What is One Hot Encoding?
One hot encoding is an encoding technique in which we represent categorical values with numeric arrays of 0s and 1s. In one hot encoding, we use the following steps to encode categorical variables.
- First, we find the number of unique values for a given categorical variable. The length of the array containing one-hot encoded values is equal to the total number of unique values for a given categorical variable.
- Next, we assign an index in the array to each unique value.
- For the one-hot array to represent a categorical value, we set the value in the array to 1 at the index associated with the categorical value. The rest of the values in the array remain 0.
- We create a one-hot encoded array for each value in the categorical variable and assign them to the values.

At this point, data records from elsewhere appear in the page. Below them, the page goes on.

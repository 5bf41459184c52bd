use std::process::ExitCode;

use clap::Parser;
use scripts::cli::Cli;
use tracing::error;

#[tokio::main]
async fn main() -> ExitCode {
    tracing_subscriber::fmt().pretty().init();

    match Cli::parse().run().await {
        Ok(()) => ExitCode::SUCCESS,
        Err(e) => {
            if e.is_configuration() {
                error!("{}; no transaction was submitted", e);
            } else {
                error!("{}", e);
            }
            if let Some(hint) = e.hint() {
                error!("{}", hint);
            }
            ExitCode::FAILURE
        }
    }
}
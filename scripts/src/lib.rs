//! Scripts for deploying, upgrading, and administering the Sui bridge.
//!
//! Deployments are recorded per network in a JSON ledger, and every
//! administrative command operates on the active deployment of its network.

#![deny(missing_docs)]
#![deny(clippy::missing_docs_in_private_items)]

pub mod cli;
pub mod client;
pub mod commands;
pub mod config;
pub mod constants;
pub mod errors;
pub mod ledger;
pub mod sui;
pub mod types;
pub mod utils;
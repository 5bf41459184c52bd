//! A [`BridgeClient`] that drives the `sui` command line tool.
//!
//! Signing, gas selection, and submission are left to the CLI, which uses the
//! keystore and environment of the local Sui client configuration. The active
//! address of that configuration is the admin of the deployment.

use std::{ffi::OsString, fs, path::Path};

use async_trait::async_trait;
use indexmap::IndexMap;
use itertools::Itertools;
use serde::Deserialize;
use tokio::process::Command;
use tracing::{debug, warn};

use crate::{
    client::{BridgeClient, CallTarget, TokenWhitelist},
    constants::{
        BRIDGE_MODULE, CLIENT_SUBCOMMAND, INITIALIZE_BRIDGE_FN, INITIALIZE_SAFE_FN,
        INIT_SUPPLY_FN, MOVE_MANIFEST, PACKAGE_KEY, REMOVE_WHITELIST_FN, SAFE_MODULE, SET_BATCH_SIZE_FN,
        SET_BATCH_TIMEOUT_FN, SET_QUORUM_FN, SUCCESS_STATUS, UNPAUSE_FN,
        UNPUBLISHED_DEPENDENCIES_FLAG, WHITELIST_TOKEN_FN,
    },
    errors::ScriptError,
    types::{Amount, CompiledPackage, Network, RelayerKey, TransactionResult},
    utils::command_stdout,
};

/// A bridge client submitting transactions through the `sui` CLI
#[derive(Clone, Debug)]
pub struct SuiCliClient {
    /// The `sui` binary to invoke
    sui_bin: String,
    /// The gas budget of each transaction, in MIST
    gas_budget: u64,
    /// The active address of the CLI
    admin: String,
}

/// A call to a Move entry function
struct MoveCall<'a> {
    /// The package defining the function
    package: &'a str,
    /// The module defining the function
    module: &'a str,
    /// The name of the function
    function: &'a str,
    /// The type arguments of the call
    type_args: Vec<String>,
    /// The arguments of the call, in the CLI's string form
    args: Vec<String>,
}

impl SuiCliClient {
    /// Connects to the local Sui client configuration, checking that its
    /// active environment is the given network
    pub async fn connect(
        sui_bin: &str,
        network: Network,
        gas_budget: u64,
    ) -> Result<Self, ScriptError> {
        let active_env = run_cli_query(sui_bin, "active-env").await?;
        if active_env != network.as_str() {
            return Err(ScriptError::NetworkMismatch {
                expected: network.to_string(),
                actual: active_env,
            });
        }

        let admin = run_cli_query(sui_bin, "active-address").await?;
        debug!("Connected to {} as {}", network, admin);

        Ok(Self {
            sui_bin: sui_bin.to_string(),
            gas_budget,
            admin,
        })
    }

    /// The address transactions are signed with
    pub fn admin_address(&self) -> &str {
        &self.admin
    }

    /// Runs a transaction-submitting `sui client` subcommand and parses its output
    async fn execute(
        &self,
        subcommand: &str,
        args: Vec<OsString>,
    ) -> Result<TransactionResult, ScriptError> {
        let mut cmd = Command::new(&self.sui_bin);
        cmd.arg(CLIENT_SUBCOMMAND)
            .arg(subcommand)
            .args(args)
            .arg("--gas-budget")
            .arg(self.gas_budget.to_string())
            .arg("--json");

        let stdout = command_stdout(cmd, ScriptError::ContractInteraction).await?;
        parse_transaction_output(&stdout)
    }

    /// Submits a call to a Move entry function
    async fn call(&self, call: MoveCall<'_>) -> Result<TransactionResult, ScriptError> {
        debug!(
            "Calling {}::{}::{}<{}>({})",
            call.package,
            call.module,
            call.function,
            call.type_args.join(", "),
            call.args.join(", ")
        );

        let mut args: Vec<OsString> = vec![
            "--package".into(),
            call.package.into(),
            "--module".into(),
            call.module.into(),
            "--function".into(),
            call.function.into(),
        ];
        if !call.type_args.is_empty() {
            args.push("--type-args".into());
            args.extend(call.type_args.into_iter().map(OsString::from));
        }
        if !call.args.is_empty() {
            args.push("--args".into());
            args.extend(call.args.into_iter().map(OsString::from));
        }

        self.execute("call", args).await
    }
}

#[async_trait]
impl BridgeClient for SuiCliClient {
    async fn publish(&self, package: &CompiledPackage) -> Result<TransactionResult, ScriptError> {
        check_published_at(&package.path, None)?;

        let args = vec![
            UNPUBLISHED_DEPENDENCIES_FLAG.into(),
            package.path.clone().into_os_string(),
        ];
        self.execute("publish", args).await
    }

    async fn upgrade(
        &self,
        package: &CompiledPackage,
        current_package: &str,
        upgrade_cap: &str,
    ) -> Result<TransactionResult, ScriptError> {
        // The CLI resolves the package being upgraded from the `published-at`
        // address in the package manifest, so it must name the selected package
        check_published_at(&package.path, Some(current_package))?;
        debug!(
            "Upgrading {} to digest {}",
            current_package,
            package.digest_hex()
        );

        let args = vec![
            "--upgrade-capability".into(),
            upgrade_cap.into(),
            UNPUBLISHED_DEPENDENCIES_FLAG.into(),
            package.path.clone().into_os_string(),
        ];
        self.execute("upgrade", args).await
    }

    async fn initialize_bridge(
        &self,
        target: &CallTarget,
        relayer_keys: &[RelayerKey],
        quorum: u64,
    ) -> Result<TransactionResult, ScriptError> {
        self.call(MoveCall {
            package: &target.package,
            module: BRIDGE_MODULE,
            function: INITIALIZE_BRIDGE_FN,
            type_args: vec![],
            args: vec![
                encode_byte_vectors(relayer_keys),
                quorum.to_string(),
                target.object.clone(),
                target.cap.clone(),
            ],
        })
        .await
    }

    async fn initialize_safe(
        &self,
        package: &str,
        from_coin_cap: &str,
    ) -> Result<TransactionResult, ScriptError> {
        self.call(MoveCall {
            package,
            module: SAFE_MODULE,
            function: INITIALIZE_SAFE_FN,
            type_args: vec![],
            args: vec![from_coin_cap.to_string()],
        })
        .await
    }

    async fn init_supply(
        &self,
        target: &CallTarget,
        token_type: &str,
        amount: &Amount,
        recipient: &str,
    ) -> Result<TransactionResult, ScriptError> {
        self.call(MoveCall {
            package: &target.package,
            module: SAFE_MODULE,
            function: INIT_SUPPLY_FN,
            type_args: vec![token_type.to_string()],
            args: vec![
                target.object.clone(),
                target.cap.clone(),
                amount.to_string(),
                recipient.to_string(),
            ],
        })
        .await
    }

    async fn whitelist_token(
        &self,
        target: &CallTarget,
        token: &TokenWhitelist,
    ) -> Result<TransactionResult, ScriptError> {
        self.call(MoveCall {
            package: &target.package,
            module: SAFE_MODULE,
            function: WHITELIST_TOKEN_FN,
            type_args: vec![token.token_type.clone()],
            args: vec![
                target.object.clone(),
                target.cap.clone(),
                token.min_amount.to_string(),
                token.max_amount.to_string(),
                token.is_native.to_string(),
                token.is_locked.to_string(),
            ],
        })
        .await
    }

    async fn remove_whitelist(
        &self,
        target: &CallTarget,
        token_type: &str,
    ) -> Result<TransactionResult, ScriptError> {
        self.call(MoveCall {
            package: &target.package,
            module: SAFE_MODULE,
            function: REMOVE_WHITELIST_FN,
            type_args: vec![token_type.to_string()],
            args: vec![target.object.clone(), target.cap.clone()],
        })
        .await
    }

    async fn set_batch_size(
        &self,
        target: &CallTarget,
        batch_size: u64,
    ) -> Result<TransactionResult, ScriptError> {
        self.call(MoveCall {
            package: &target.package,
            module: SAFE_MODULE,
            function: SET_BATCH_SIZE_FN,
            type_args: vec![],
            args: vec![
                target.object.clone(),
                target.cap.clone(),
                batch_size.to_string(),
            ],
        })
        .await
    }

    async fn set_batch_timeout(
        &self,
        target: &CallTarget,
        timeout_ms: u64,
    ) -> Result<TransactionResult, ScriptError> {
        self.call(MoveCall {
            package: &target.package,
            module: SAFE_MODULE,
            function: SET_BATCH_TIMEOUT_FN,
            type_args: vec![],
            args: vec![
                target.object.clone(),
                target.cap.clone(),
                timeout_ms.to_string(),
            ],
        })
        .await
    }

    async fn set_quorum(
        &self,
        target: &CallTarget,
        quorum: u64,
    ) -> Result<TransactionResult, ScriptError> {
        self.call(MoveCall {
            package: &target.package,
            module: BRIDGE_MODULE,
            function: SET_QUORUM_FN,
            type_args: vec![],
            args: vec![target.object.clone(), target.cap.clone(), quorum.to_string()],
        })
        .await
    }

    async fn unpause(&self, target: &CallTarget) -> Result<TransactionResult, ScriptError> {
        self.call(MoveCall {
            package: &target.package,
            module: BRIDGE_MODULE,
            function: UNPAUSE_FN,
            type_args: vec![],
            args: vec![target.object.clone(), target.cap.clone()],
        })
        .await
    }
}

// -----------
// | Helpers |
// -----------

/// Runs a read-only `sui client` query, returning its trimmed output
async fn run_cli_query(sui_bin: &str, query: &str) -> Result<String, ScriptError> {
    let mut cmd = Command::new(sui_bin);
    cmd.arg(CLIENT_SUBCOMMAND).arg(query);

    let stdout = command_stdout(cmd, ScriptError::ClientInitialization).await?;
    Ok(stdout.trim().to_string())
}

/// The parts of a `Move.toml` manifest read before publishing
#[derive(Deserialize)]
struct MoveManifest {
    /// The `[package]` table
    package: ManifestPackage,
}

/// The `[package]` table of a `Move.toml` manifest
#[derive(Deserialize)]
struct ManifestPackage {
    /// The address the package is published at, if it has been published
    #[serde(rename = "published-at")]
    published_at: Option<String>,
}

/// Reads the `published-at` address of the package manifest under
/// `package_path`. A zero address is treated as unpublished.
pub fn manifest_published_at(package_path: &Path) -> Result<Option<String>, ScriptError> {
    let manifest_path = package_path.join(MOVE_MANIFEST);
    let contents = fs::read_to_string(&manifest_path).map_err(|e| {
        ScriptError::PackageBuild(format!("reading {}: {}", manifest_path.display(), e))
    })?;
    let manifest: MoveManifest = toml::from_str(&contents).map_err(|e| {
        ScriptError::PackageBuild(format!("parsing {}: {}", manifest_path.display(), e))
    })?;

    Ok(manifest
        .package
        .published_at
        .filter(|addr| !normalize_address(addr).is_empty()))
}

/// Checks that the package manifest is published at `expected`, or is
/// unpublished when `expected` is `None`
pub fn check_published_at(package_path: &Path, expected: Option<&str>) -> Result<(), ScriptError> {
    let published_at = manifest_published_at(package_path)?;
    let matches = match (published_at.as_deref(), expected) {
        (None, None) => true,
        (Some(actual), Some(expected)) => normalize_address(actual) == normalize_address(expected),
        _ => false,
    };

    if matches {
        Ok(())
    } else {
        Err(ScriptError::PublishedAtMismatch {
            published_at,
            expected: expected.map(str::to_string),
        })
    }
}

/// Normalizes a Sui address for comparison: lowercase hex without the `0x`
/// prefix or leading zeros
fn normalize_address(addr: &str) -> String {
    let addr = addr.trim();
    let hex = addr
        .strip_prefix("0x")
        .or_else(|| addr.strip_prefix("0X"))
        .unwrap_or(addr);
    hex.trim_start_matches('0').to_lowercase()
}

/// Encodes byte vectors as a `vector<vector<u8>>` CLI argument
fn encode_byte_vectors(keys: &[RelayerKey]) -> String {
    let vectors = keys
        .iter()
        .map(|key| format!("[{}]", key.0.iter().join(",")))
        .join(",");
    format!("[{}]", vectors)
}

/// The JSON output of a transaction-submitting `sui client` command
#[derive(Deserialize)]
#[serde(rename_all = "camelCase")]
struct TransactionOutput {
    /// The transaction digest
    digest: String,
    /// The effects of the transaction
    effects: Option<TransactionEffects>,
    /// The objects changed by the transaction
    #[serde(default)]
    object_changes: Vec<ObjectChange>,
}

/// The effects of an executed transaction
#[derive(Deserialize)]
struct TransactionEffects {
    /// The execution status
    status: ExecutionStatus,
}

/// The execution status of a transaction
#[derive(Deserialize)]
struct ExecutionStatus {
    /// Either `success` or `failure`
    status: String,
    /// The reason for a failure
    error: Option<String>,
}

/// A single object change of a transaction
#[derive(Deserialize)]
#[serde(tag = "type", rename_all = "camelCase")]
enum ObjectChange {
    /// A package was published
    Published {
        /// The ID of the new package
        #[serde(rename = "packageId")]
        package_id: String,
    },
    /// An object was created
    Created {
        /// The Move type of the object
        #[serde(rename = "objectType")]
        object_type: String,
        /// The ID of the object
        #[serde(rename = "objectId")]
        object_id: String,
    },
    /// Any other change, e.g. mutated or deleted objects
    #[serde(other)]
    Other,
}

/// Parses the JSON output of a transaction, failing if the transaction did
/// not execute successfully
pub fn parse_transaction_output(output: &str) -> Result<TransactionResult, ScriptError> {
    let output: TransactionOutput =
        serde_json::from_str(output).map_err(|e| ScriptError::Serde(e.to_string()))?;

    let status = output.effects.map(|e| e.status).ok_or_else(|| {
        ScriptError::ContractInteraction(format!(
            "no effects returned for transaction {}",
            output.digest
        ))
    })?;
    if status.status != SUCCESS_STATUS {
        return Err(ScriptError::TransactionFailed {
            digest: output.digest,
            reason: status.error.unwrap_or(status.status),
        });
    }

    let mut created_objects = IndexMap::new();
    for change in output.object_changes {
        let (role, id) = match change {
            ObjectChange::Published { package_id } => (PACKAGE_KEY.to_string(), package_id),
            ObjectChange::Created {
                object_type,
                object_id,
            } => (object_role(&object_type).to_string(), object_id),
            ObjectChange::Other => continue,
        };

        if let Some(previous) = created_objects.insert(role.clone(), id) {
            warn!("Multiple {} objects created, dropping {}", role, previous);
        }
    }

    Ok(TransactionResult {
        digest: output.digest,
        created_objects,
    })
}

/// The role of an object: the name of its Move struct, without type parameters
pub fn object_role(object_type: &str) -> &str {
    let base = object_type
        .split_once('<')
        .map_or(object_type, |(base, _)| base);
    base.rsplit("::").next().unwrap_or(base)
}
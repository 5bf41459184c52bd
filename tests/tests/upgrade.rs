use eyre::Result;
use scripts::{
    commands::{list_deployments, upgrade},
    constants::{BRIDGE_KEY, PACKAGE_KEY, UPGRADE_CAP_KEY},
    errors::ScriptError,
};
use tests::{
    mock::{MockBridgeClient, RecordedCall},
    utils::{dummy_package, TestLedger, NETWORK, PACKAGE_ID, UPGRADE_CAP_ID},
};

#[tokio::test]
async fn test_upgrade() -> Result<()> {
    let ledger = TestLedger::with_active_deployment()?;
    let before = ledger.active_deployment()?;
    let client = MockBridgeClient::with_created_objects([(PACKAGE_KEY, "0xbeef")]);

    upgrade(&ledger.config(None)?, &client, async { Ok(dummy_package()) }).await?;

    assert_eq!(
        client.calls(),
        vec![RecordedCall::Upgrade {
            current_package: PACKAGE_ID.to_string(),
            upgrade_cap: UPGRADE_CAP_ID.to_string(),
        }]
    );

    let record = ledger.active_deployment()?;
    assert_eq!(record.package.as_deref(), Some("0xbeef"));
    let last_upgrade = record.last_upgrade.clone().unwrap();
    assert_eq!(last_upgrade.previous_package.as_deref(), Some(PACKAGE_ID));
    assert_eq!(last_upgrade.digest, "MockDigest0");

    // Everything but the package & upgrade stays as it was
    assert_eq!(record.id, before.id);
    assert_eq!(record.objects, before.objects);
    assert_eq!(record.digest, before.digest);
    assert_eq!(record.created_at, before.created_at);

    Ok(())
}

#[tokio::test]
async fn test_upgrade_without_upgrade_cap() -> Result<()> {
    let ledger = TestLedger::empty()?;
    ledger.add_deployment(1, true, &[(BRIDGE_KEY, "0xb71d")])?;
    let client = MockBridgeClient::new();

    let res = upgrade(&ledger.config(None)?, &client, async { Ok(dummy_package()) }).await;

    assert!(matches!(res, Err(ScriptError::MissingObject(role)) if role == UPGRADE_CAP_KEY));
    assert!(client.calls().is_empty());

    Ok(())
}

#[tokio::test]
async fn test_upgrade_without_new_package() -> Result<()> {
    let ledger = TestLedger::with_active_deployment()?;
    let before = ledger.contents();
    let client = MockBridgeClient::new();

    let res = upgrade(&ledger.config(None)?, &client, async { Ok(dummy_package()) }).await;

    assert!(matches!(res, Err(ScriptError::MissingUpgradedPackage)));
    assert_eq!(ledger.contents(), before);

    Ok(())
}

#[tokio::test]
async fn test_list_deployments() -> Result<()> {
    let ledger = TestLedger::empty()?;
    list_deployments(NETWORK, &ledger.path)?;

    ledger.add_deployment(1, true, &[(BRIDGE_KEY, "0xb71d")])?;
    let before = ledger.contents();
    list_deployments(NETWORK, &ledger.path)?;
    assert_eq!(ledger.contents(), before);

    Ok(())
}
//! The deployment ledger: a JSON document recording, per network, every
//! deployment of the bridge package and the objects created for it.
//!
//! The ledger is read and rewritten wholesale by each command. There is no
//! locking, so commands must not be run concurrently against the same file.

use std::{fs, path::Path};

use chrono::{DateTime, Utc};
use indexmap::IndexMap;
use serde::{Deserialize, Serialize};
use serde_json::{Map, Value};
use tracing::debug;

use crate::{errors::ScriptError, types::Amount};

/// The deployment ledger, keyed by network name
#[derive(Clone, Debug, Default, PartialEq, Serialize, Deserialize)]
#[serde(transparent)]
pub struct DeploymentLedger {
    /// The deployments of each network
    pub networks: IndexMap<String, NetworkDeployments>,
}

/// The deployments made on a single network
#[derive(Clone, Debug, Default, PartialEq, Serialize, Deserialize)]
pub struct NetworkDeployments {
    /// The deployments, in the order they were made
    #[serde(default)]
    pub deployments: Vec<DeploymentRecord>,
    /// Any other keys, preserved as-is
    #[serde(flatten)]
    pub extra: Map<String, Value>,
}

/// A single publication of the bridge package and its associated objects
#[derive(Clone, Debug, PartialEq, Serialize, Deserialize)]
#[serde(rename_all = "camelCase")]
pub struct DeploymentRecord {
    /// The ID of the deployment, unique within its network
    pub id: u64,
    /// When the package was published
    pub created_at: DateTime<Utc>,
    /// Whether this is the deployment the scripts operate on
    #[serde(default)]
    pub active: bool,
    /// The current address of the package
    #[serde(rename = "Package", default, skip_serializing_if = "Option::is_none")]
    pub package: Option<String>,
    /// The addresses of the package's objects, keyed by role
    #[serde(rename = "Objects", default)]
    pub objects: IndexMap<String, String>,
    /// The operators of the deployment
    #[serde(rename = "Operators", default)]
    pub operators: Operators,
    /// The digest of the publishing transaction
    #[serde(default)]
    pub digest: String,
    /// The tokens whitelisted on the bridge, keyed by token type
    #[serde(default, skip_serializing_if = "IndexMap::is_empty")]
    pub whitelisted_tokens: IndexMap<String, WhitelistedToken>,
    /// The most recent upgrade of the package
    #[serde(default, skip_serializing_if = "Option::is_none")]
    pub last_upgrade: Option<LastUpgrade>,
    /// Any other keys, preserved as-is
    #[serde(flatten)]
    pub extra: Map<String, Value>,
}

/// The operators of a deployment
#[derive(Clone, Debug, Default, PartialEq, Serialize, Deserialize)]
pub struct Operators {
    /// The address of the admin that published the package
    #[serde(rename = "Admin", default)]
    pub admin: String,
    /// Any other operators, preserved as-is
    #[serde(flatten)]
    pub extra: Map<String, Value>,
}

/// The configuration of a whitelisted token
#[derive(Clone, Debug, Default, PartialEq, Eq, Serialize, Deserialize)]
#[serde(rename_all = "camelCase")]
pub struct WhitelistedToken {
    /// The minimum amount of a single transfer
    pub min_amount: Amount,
    /// The maximum amount of a single transfer
    pub max_amount: Amount,
    /// Whether the token is native to Sui
    pub is_native: bool,
    /// Whether bridged tokens are locked rather than burned
    pub is_locked: bool,
    /// The total supply initialized into the bridge safe
    #[serde(default)]
    pub initialized_supply: Amount,
}

/// A record of the most recent package upgrade
#[derive(Clone, Debug, PartialEq, Eq, Serialize, Deserialize)]
#[serde(rename_all = "camelCase")]
pub struct LastUpgrade {
    /// The package address before the upgrade
    pub previous_package: Option<String>,
    /// When the upgrade was performed
    pub upgraded_at: DateTime<Utc>,
    /// The digest of the upgrade transaction
    pub digest: String,
}

impl DeploymentLedger {
    /// Reads the ledger from the given path.
    ///
    /// A missing or empty file is read as an empty ledger.
    pub fn read(path: &Path) -> Result<Self, ScriptError> {
        if !path.exists() {
            debug!("No ledger at {}, starting empty", path.display());
            return Ok(Self::default());
        }

        let contents =
            fs::read_to_string(path).map_err(|e| ScriptError::ReadDeployments(e.to_string()))?;
        if contents.trim().is_empty() {
            return Ok(Self::default());
        }

        serde_json::from_str(&contents).map_err(|e| {
            ScriptError::ReadDeployments(format!("could not parse {}: {}", path.display(), e))
        })
    }

    /// Rewrites the whole ledger at the given path
    pub fn write(&self, path: &Path) -> Result<(), ScriptError> {
        let mut contents = serde_json::to_string_pretty(self)
            .map_err(|e| ScriptError::WriteDeployments(e.to_string()))?;
        contents.push('\n');

        fs::write(path, contents).map_err(|e| ScriptError::WriteDeployments(e.to_string()))
    }

    /// The deployments made on the given network, oldest first
    pub fn deployments(&self, network: &str) -> &[DeploymentRecord] {
        self.networks
            .get(network)
            .map(|n| n.deployments.as_slice())
            .unwrap_or_default()
    }

    /// The ID to assign to the next deployment on the given network
    pub fn next_deployment_id(&self, network: &str) -> u64 {
        self.deployments(network)
            .iter()
            .map(|d| d.id)
            .max()
            .map_or(1, |id| id + 1)
    }

    /// Appends a deployment to the given network
    pub fn push_deployment(&mut self, network: &str, record: DeploymentRecord) {
        self.networks
            .entry(network.to_string())
            .or_default()
            .deployments
            .push(record);
    }

    /// Looks up the deployment with the given ID
    pub fn deployment(&self, network: &str, id: u64) -> Result<&DeploymentRecord, ScriptError> {
        let deployments = self.deployments(network);
        if deployments.is_empty() {
            return Err(ScriptError::NoDeployments(network.to_string()));
        }

        deployments
            .iter()
            .find(|d| d.id == id)
            .ok_or_else(|| ScriptError::DeploymentNotFound {
                network: network.to_string(),
                id,
            })
    }

    /// Looks up the deployment with the given ID for mutation
    pub fn deployment_mut(
        &mut self,
        network: &str,
        id: u64,
    ) -> Result<&mut DeploymentRecord, ScriptError> {
        let deployments = match self.networks.get_mut(network) {
            Some(n) if !n.deployments.is_empty() => &mut n.deployments,
            _ => return Err(ScriptError::NoDeployments(network.to_string())),
        };

        deployments
            .iter_mut()
            .find(|d| d.id == id)
            .ok_or_else(|| ScriptError::DeploymentNotFound {
                network: network.to_string(),
                id,
            })
    }

    /// The active deployment of the given network.
    ///
    /// Should a hand-edited ledger mark several deployments active, the most
    /// recent one wins.
    pub fn active_deployment(&self, network: &str) -> Option<&DeploymentRecord> {
        self.deployments(network).iter().rev().find(|d| d.active)
    }

    /// Marks the deployment with the given ID as the only active one on its network
    pub fn set_active(&mut self, network: &str, id: u64) -> Result<(), ScriptError> {
        // Validate the ID before touching any record
        self.deployment(network, id)?;

        for record in self
            .networks
            .get_mut(network)
            .into_iter()
            .flat_map(|n| n.deployments.iter_mut())
        {
            record.active = record.id == id;
        }

        Ok(())
    }
}

impl DeploymentRecord {
    /// Creates an inactive deployment record
    pub fn new(
        id: u64,
        created_at: DateTime<Utc>,
        package: Option<String>,
        objects: IndexMap<String, String>,
        admin: String,
        digest: String,
    ) -> Self {
        Self {
            id,
            created_at,
            active: false,
            package,
            objects,
            operators: Operators {
                admin,
                extra: Map::new(),
            },
            digest,
            whitelisted_tokens: IndexMap::new(),
            last_upgrade: None,
            extra: Map::new(),
        }
    }

    /// The package address, which must be present for the deployment to be usable
    pub fn require_package(&self) -> Result<&str, ScriptError> {
        self.package
            .as_deref()
            .ok_or(ScriptError::NoActiveDeployment)
    }

    /// The address of the object with the given role
    pub fn require_object(&self, role: &str) -> Result<&str, ScriptError> {
        self.objects
            .get(role)
            .map(String::as_str)
            .ok_or_else(|| ScriptError::MissingObject(role.to_string()))
    }

    /// Merges newly created objects into the deployment, replacing existing roles
    pub fn merge_objects(&mut self, objects: impl IntoIterator<Item = (String, String)>) {
        self.objects.extend(objects);
    }

    /// Records a token as whitelisted, keeping any supply already initialized
    pub fn whitelist_token(
        &mut self,
        token_type: &str,
        min_amount: Amount,
        max_amount: Amount,
        is_native: bool,
        is_locked: bool,
    ) -> &WhitelistedToken {
        let token = self
            .whitelisted_tokens
            .entry(token_type.to_string())
            .or_default();
        token.min_amount = min_amount;
        token.max_amount = max_amount;
        token.is_native = is_native;
        token.is_locked = is_locked;
        token
    }

    /// Removes a token from the whitelist, returning its entry if it was present
    pub fn remove_whitelisted_token(&mut self, token_type: &str) -> Option<WhitelistedToken> {
        self.whitelisted_tokens.shift_remove(token_type)
    }

    /// Adds to the initialized supply of a whitelisted token, returning the new total
    pub fn add_initialized_supply(
        &mut self,
        token_type: &str,
        amount: &Amount,
    ) -> Result<Amount, ScriptError> {
        let token = self
            .whitelisted_tokens
            .get_mut(token_type)
            .ok_or_else(|| ScriptError::TokenNotWhitelisted(token_type.to_string()))?;

        token.initialized_supply = &token.initialized_supply + amount;
        Ok(token.initialized_supply.clone())
    }

    /// Points the deployment at an upgraded package, returning the previous package
    pub fn record_upgrade(
        &mut self,
        new_package: String,
        digest: String,
        upgraded_at: DateTime<Utc>,
    ) -> Option<String> {
        let previous_package = self.package.replace(new_package);
        self.last_upgrade = Some(LastUpgrade {
            previous_package: previous_package.clone(),
            upgraded_at,
            digest,
        });

        previous_package
    }
}

/// Applies a mutation to a single deployment in the ledger at `path`.
///
/// The ledger is read, the deployment located by ID, the mutation applied, and
/// the whole ledger written back. If the deployment cannot be found or the
/// mutation fails, the file is left untouched.
pub fn update_deployment<T>(
    path: &Path,
    network: &str,
    id: u64,
    mutation: impl FnOnce(&mut DeploymentRecord) -> Result<T, ScriptError>,
) -> Result<T, ScriptError> {
    let mut ledger = DeploymentLedger::read(path)?;
    let record = ledger.deployment_mut(network, id)?;
    let res = mutation(record)?;

    ledger.write(path)?;
    debug!("Updated deployment #{} on {} in {}", id, network, path.display());

    Ok(res)
}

One Hot Encoding Numerical Example
To understand how the above algorithm works, let us discuss a numerical example of one hot encoding. For this, we will use the following dataset.
Name | City |
---|---|
John Smith | New York |
Aditya Raj | Mumbai |
Will Smith | London |
Harsh Aryan | London |
Joel Harrison | Mumbai |
Bill Warner | Paris |
Chris Kite | New York |
Sam Altman | London |
Joe | London |
In the above table, suppose that we want to perform one-hot encoding on the City
column. For this, we will use the following steps.
- First, we will find the unique values in the given column. As there are four unique values
London
,Mumbai
,New York
, andParis
, the value will be 4. - Next, we will create an array of length 4 with all 0s for each unique categorical value. So, the one-hot encoded arrays right now are as follows.
- London=[0,0,0,0]
- Mumbai=[0,0,0,0]
- New York=[0,0,0,0]
- Paris=[0,0,0,0]
- After this, we will decide on the index associated with each categorical value in the array. Let us assign index 0 to
London
, 1 toMumbai
, 2 toNew York
, and 3 toParis
. - Next, we will set the element at the associated index of each categorical value to 1 in the one-hot encoded array. Hence, the one-hot encoded arrays will look as follows.
- London=[1, 0, 0, 0]
- Mumbai=[0, 1, 0, 0]
- New York=[0, 0, 1, 0]
- Paris=[0, 0, 0, 1]
The above one-hot encoded arrays represent the associated categorical value. For example, the array [1, 0, 0, 0] represents the value London
, [0, 1, 0, 0] represents the value Mumbai
, and so on.
In most cases, these one-hot encoded arrays are split into different columns in the dataset. Here, each column represents a unique categorical value as shown below.
Name | City | City_London | City_Mumbai | City_New York | City_Paris |
---|---|---|---|---|---|
John Smith | New York | 0 | 0 | 1 | 0 |
Aditya Raj | Mumbai | 0 | 1 | 0 | 0 |
Will Smith | London | 1 | 0 | 0 | 0 |
Harsh Aryan | London | 1 | 0 | 0 | 0 |
Joel Harrison | Mumbai | 0 | 1 | 0 | 0 |
Bill Warner | Paris | 0 | 0 | 0 | 1 |
Chris Kite | New York | 0 | 0 | 1 | 0 |
Sam Altman | London | 1 | 0 | 0 | 0 |
Joe | London | 1 | 0 | 0 | 0 |
In the above table, you can observe that we have split the one-hot encoded arrays into columns. In the new columns, the value is set to 1 if the row represents a particular value. Otherwise, it is set to 0. For instance, the City_London
column for the rows in which City
is London
is set to 1 and all the other columns are 0.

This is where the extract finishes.